The Sedins have produced similar results with with Burrows, Hansen, Kassian and Jensen (~60% GF and CF) and could probably find similar chemistry with a player like Vey. Basically the impact Burrows has on the Sedins is more replaceable than the impact he could have on other lines.

Wetcoaster also tended to agree that Burrows’ greatest current utility wasn’t as a running mate with the Sedin twins, but rather as a mentor for other young players like Linden Vey and Zack Kassian:

I think the question of what to do with Burrows should be dictated by the needs of the Canucks’ organization going forward – and I think Burr’s value now isn’t necessarily in scoring the dirty goals himself but in mentoring the upcoming crop of Canucks prospects coming into the pipeline.

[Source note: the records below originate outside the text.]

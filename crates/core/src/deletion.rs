//! Referential-integrity guard for delete operations.
//!
//! Master data (cities, property types, amenities) and listings are
//! referenced by other tables. Deleting a row that is still referenced
//! would orphan those references, so every guarded delete endpoint runs
//! [`check_deletable`] first: load the candidate row, describe each
//! inbound foreign-key edge as a [`DependencyRule`], and only issue the
//! actual `DELETE` once the guard returns `Ok`.
//!
//! The guard is a stateless decision procedure. It never mutates the
//! store, never deletes anything itself, and evaluates rules strictly in
//! the order supplied, stopping at the first violation.

use async_trait::async_trait;

/// Message reported when the delete candidate does not exist.
pub const NOT_FOUND_MESSAGE: &str = "Record not found";

/// Conflict message for rules without a custom one.
pub const FALLBACK_CONFLICT_MESSAGE: &str =
    "Cannot delete this item because related records exist.";

/// An asynchronous `COUNT(*)`-style query against some collection.
///
/// Implementors bind whatever context they need (a pool, a statement, the
/// candidate's key) at construction time; [`count`](Self::count) returns
/// how many rows currently match.
#[async_trait]
pub trait CountQuery {
    type Error;

    /// Number of rows referencing the delete candidate. Non-negative.
    async fn count(&self) -> Result<i64, Self::Error>;
}

/// One inbound reference that blocks deletion while any matching rows
/// exist.
#[derive(Debug)]
pub struct DependencyRule<Q> {
    query: Q,
    violation_message: Option<String>,
}

impl<Q> DependencyRule<Q> {
    pub fn new(query: Q) -> Self {
        Self {
            query,
            violation_message: None,
        }
    }

    /// Replace [`FALLBACK_CONFLICT_MESSAGE`] with a caller-supplied one.
    pub fn with_message(mut self, message: impl Into<String>) -> Self {
        self.violation_message = Some(message.into());
        self
    }
}

/// Why a delete was refused.
///
/// `Query` carries the underlying store error unchanged; the guard adds
/// no classification of its own beyond `NotFound` and `Conflict`.
#[derive(Debug, thiserror::Error)]
pub enum DeleteBlocked<E> {
    /// The candidate row does not exist.
    #[error("Record not found")]
    NotFound,

    /// A dependency rule matched one or more referencing rows.
    #[error("{0}")]
    Conflict(String),

    /// A count query itself failed (store unreachable, cancelled, ...).
    #[error(transparent)]
    Query(E),
}

impl<E> DeleteBlocked<E> {
    /// HTTP status the transport layer should translate this outcome to.
    pub fn status_hint(&self) -> u16 {
        match self {
            DeleteBlocked::NotFound => 404,
            DeleteBlocked::Conflict(_) => 400,
            DeleteBlocked::Query(_) => 500,
        }
    }
}

/// Decide whether `record` may be deleted.
///
/// - `None` fails immediately with [`DeleteBlocked::NotFound`]; no rule
///   is evaluated.
/// - Rules run sequentially in the order supplied; rule N+1's query is
///   not issued until rule N's count is known. The first rule whose
///   count is greater than zero fails the check with
///   [`DeleteBlocked::Conflict`] and later rules are never queried.
/// - A failing count query propagates unchanged.
///
/// `Ok` means "safe to delete at the time of the check". The window
/// between check and delete is not closed here; callers needing strict
/// atomicity must wrap both steps in a store-level transaction.
pub async fn check_deletable<R, Q>(
    record: Option<&R>,
    rules: &[DependencyRule<Q>],
) -> Result<(), DeleteBlocked<Q::Error>>
where
    Q: CountQuery + Sync,
{
    if record.is_none() {
        return Err(DeleteBlocked::NotFound);
    }

    for rule in rules {
        let referencing = rule.query.count().await.map_err(DeleteBlocked::Query)?;
        if referencing > 0 {
            let message = rule
                .violation_message
                .clone()
                .unwrap_or_else(|| FALLBACK_CONFLICT_MESSAGE.to_string());
            return Err(DeleteBlocked::Conflict(message));
        }
    }

    Ok(())
}

#[cfg(test)]
mod tests {
    use std::sync::atomic::{AtomicUsize, Ordering};

    use super::*;

    #[derive(Debug, Clone, thiserror::Error)]
    #[error("store unreachable")]
    struct StoreDown;

    /// Fixed-outcome count query that records how often it was executed.
    struct FixedCount {
        outcome: Result<i64, StoreDown>,
        calls: AtomicUsize,
    }

    impl FixedCount {
        fn ok(count: i64) -> Self {
            Self {
                outcome: Ok(count),
                calls: AtomicUsize::new(0),
            }
        }

        fn failing() -> Self {
            Self {
                outcome: Err(StoreDown),
                calls: AtomicUsize::new(0),
            }
        }

        fn calls(&self) -> usize {
            self.calls.load(Ordering::SeqCst)
        }
    }

    #[async_trait]
    impl CountQuery for FixedCount {
        type Error = StoreDown;

        async fn count(&self) -> Result<i64, StoreDown> {
            self.calls.fetch_add(1, Ordering::SeqCst);
            self.outcome.clone()
        }
    }

    /// A record stand-in; the guard places no structural demands on it.
    struct Row;

    #[tokio::test]
    async fn present_record_with_zero_count_rule_succeeds() {
        let rules = [DependencyRule::new(FixedCount::ok(0))];

        let result = check_deletable(Some(&Row), &rules).await;

        assert!(result.is_ok());
        assert_eq!(rules[0].query.calls(), 1);
    }

    #[tokio::test]
    async fn present_record_with_no_rules_succeeds() {
        let rules: [DependencyRule<FixedCount>; 0] = [];

        assert!(check_deletable(Some(&Row), &rules).await.is_ok());
    }

    #[tokio::test]
    async fn nonzero_count_reports_custom_message() {
        let rules = [DependencyRule::new(FixedCount::ok(3))
            .with_message("Cannot delete: orders exist")];

        let result = check_deletable(Some(&Row), &rules).await;

        match result {
            Err(DeleteBlocked::Conflict(message)) => {
                assert_eq!(message, "Cannot delete: orders exist");
            }
            other => panic!("expected Conflict, got {other:?}"),
        }
    }

    #[tokio::test]
    async fn nonzero_count_without_message_uses_fallback() {
        let rules = [DependencyRule::new(FixedCount::ok(1))];

        let result = check_deletable(Some(&Row), &rules).await;

        match result {
            Err(DeleteBlocked::Conflict(message)) => {
                assert_eq!(message, FALLBACK_CONFLICT_MESSAGE);
            }
            other => panic!("expected Conflict, got {other:?}"),
        }
    }

    #[tokio::test]
    async fn absent_record_fails_without_issuing_any_query() {
        let rules = [DependencyRule::new(FixedCount::ok(5))];

        let result = check_deletable(None::<&Row>, &rules).await;

        assert!(matches!(result, Err(DeleteBlocked::NotFound)));
        assert_eq!(rules[0].query.calls(), 0);
    }

    #[tokio::test]
    async fn absent_record_wins_over_matching_rules() {
        // Rules that would conflict are irrelevant when the row is gone.
        let rules = [
            DependencyRule::new(FixedCount::ok(9)).with_message("never reported"),
            DependencyRule::new(FixedCount::failing()),
        ];

        let result = check_deletable(None::<&Row>, &rules).await;

        assert!(matches!(result, Err(DeleteBlocked::NotFound)));
        assert_eq!(rules[0].query.calls(), 0);
        assert_eq!(rules[1].query.calls(), 0);
    }

    #[tokio::test]
    async fn first_violation_wins_and_short_circuits() {
        let rules = [
            DependencyRule::new(FixedCount::ok(0)),
            DependencyRule::new(FixedCount::ok(2)).with_message("B"),
            DependencyRule::new(FixedCount::ok(9)).with_message("C"),
        ];

        let result = check_deletable(Some(&Row), &rules).await;

        match result {
            Err(DeleteBlocked::Conflict(message)) => assert_eq!(message, "B"),
            other => panic!("expected Conflict, got {other:?}"),
        }
        assert_eq!(rules[0].query.calls(), 1);
        assert_eq!(rules[1].query.calls(), 1);
        assert_eq!(rules[2].query.calls(), 0);
    }

    #[tokio::test]
    async fn duplicate_rules_are_evaluated_not_rejected() {
        let rules = [
            DependencyRule::new(FixedCount::ok(0)),
            DependencyRule::new(FixedCount::ok(0)),
        ];

        assert!(check_deletable(Some(&Row), &rules).await.is_ok());
        assert_eq!(rules[0].query.calls(), 1);
        assert_eq!(rules[1].query.calls(), 1);
    }

    #[tokio::test]
    async fn store_error_propagates_and_stops_evaluation() {
        let rules = [
            DependencyRule::new(FixedCount::failing()),
            DependencyRule::new(FixedCount::ok(7)).with_message("unreached"),
        ];

        let result = check_deletable(Some(&Row), &rules).await;

        assert!(matches!(result, Err(DeleteBlocked::Query(StoreDown))));
        assert_eq!(rules[1].query.calls(), 0);
    }

    #[test]
    fn status_hints_match_transport_expectations() {
        assert_eq!(DeleteBlocked::<StoreDown>::NotFound.status_hint(), 404);
        assert_eq!(
            DeleteBlocked::<StoreDown>::Conflict("x".into()).status_hint(),
            400
        );
        assert_eq!(DeleteBlocked::Query(StoreDown).status_hint(), 500);
    }

    #[test]
    fn not_found_displays_fixed_message() {
        assert_eq!(
            DeleteBlocked::<StoreDown>::NotFound.to_string(),
            NOT_FOUND_MESSAGE
        );
    }
}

He works hard, plays hard, sees the ice well, defensively responsible, etc. etc.
Those are fine and valuable qualities (that apply to Hansen and Higgins as well) – but also ones that can be ataught and need to be learned by a lot of young players.
This was originally seen as a rebuilding year by management prior to their run of early-season success, and the Canucks should stay focused on developing their young players and you can’t tell me that Burrows doesn’t have a lot to teach Horvat, Kassian, Vey (and later Virtanen and McCann) about consistency, work ethic, location (and bad shooting percentages).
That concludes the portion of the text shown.